### Exercise inputs
■ ■ ■ ■
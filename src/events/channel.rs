//! Crossbeam-backed event channel.

use crossbeam_channel::{unbounded, Receiver, Sender};

use super::{Event, RankEvent, SearchEvent};

/// Engine side of an event channel.
///
/// Cloneable, so rayon workers can report per-candidate progress.
/// Sending never fails: with no receiver attached events are dropped.
#[derive(Clone)]
pub struct EventSender {
    inner: Sender<Event>,
}

impl EventSender {
    pub fn new(sender: Sender<Event>) -> Self {
        Self { inner: sender }
    }

    pub fn send(&self, event: Event) {
        let _ = self.inner.send(event);
    }

    /// Report a ranking event
    pub fn rank(&self, event: RankEvent) {
        self.send(Event::Rank(event));
    }

    /// Report a search event
    pub fn search(&self, event: SearchEvent) {
        self.send(Event::Search(event));
    }

    /// Report a candidate that could not be scored
    pub fn skipped(&self, id: impl ToString, reason: impl Into<String>) {
        self.rank(RankEvent::CandidateSkipped {
            id: id.to_string(),
            reason: reason.into(),
        });
    }
}

/// Front-end side of an event channel
pub struct EventReceiver {
    inner: Receiver<Event>,
}

impl EventReceiver {
    /// Next event, or `None` once every sender is gone
    pub fn recv(&self) -> Option<Event> {
        self.inner.recv().ok()
    }

    pub fn try_recv(&self) -> Option<Event> {
        self.inner.try_recv().ok()
    }

    /// Drain events until every sender is dropped
    pub fn iter(&self) -> impl Iterator<Item = Event> + '_ {
        self.inner.iter()
    }
}

pub struct EventChannel;

impl EventChannel {
    /// Open an unbounded channel
    pub fn new() -> (EventSender, EventReceiver) {
        let (sender, receiver) = unbounded();
        (EventSender::new(sender), EventReceiver { inner: receiver })
    }
}

/// Sender whose receiver is already gone
pub fn null_sender() -> EventSender {
    EventChannel::new().0
}
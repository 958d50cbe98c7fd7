//! Extraction strategy implementations.

mod histogram;
mod keypoint;

pub use histogram::{cosine_score, HistogramStrategy};
pub use keypoint::{ratio_test_score, FastDetector, Keypoint, KeypointStrategy};
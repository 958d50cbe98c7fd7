//! Blob store trait definition.

use super::ImageId;
use crate::error::StoreError;

/// Trait for blob store backends
pub trait BlobStore: Send + Sync {
    /// Fetch the bytes stored under `id`
    ///
    /// Returns `Ok(None)` when nothing is stored under the id; errors are
    /// reserved for backend failures.
    fn fetch(&self, id: &ImageId) -> Result<Option<Vec<u8>>, StoreError>;

    /// List every stored id in a stable order
    fn ids(&self) -> Result<Vec<ImageId>, StoreError>;

    /// Whether anything is stored under `id`
    fn contains(&self, id: &ImageId) -> Result<bool, StoreError> {
        Ok(self.fetch(id)?.is_some())
    }
}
■ ■ ■ ■
### Requirement
Within the entries, find all lines that contain "dropped" and copy each one.

### Response to this exercise
/// Sending never fails: with no receiver attached events are dropped.
    /// Drain events until every sender is dropped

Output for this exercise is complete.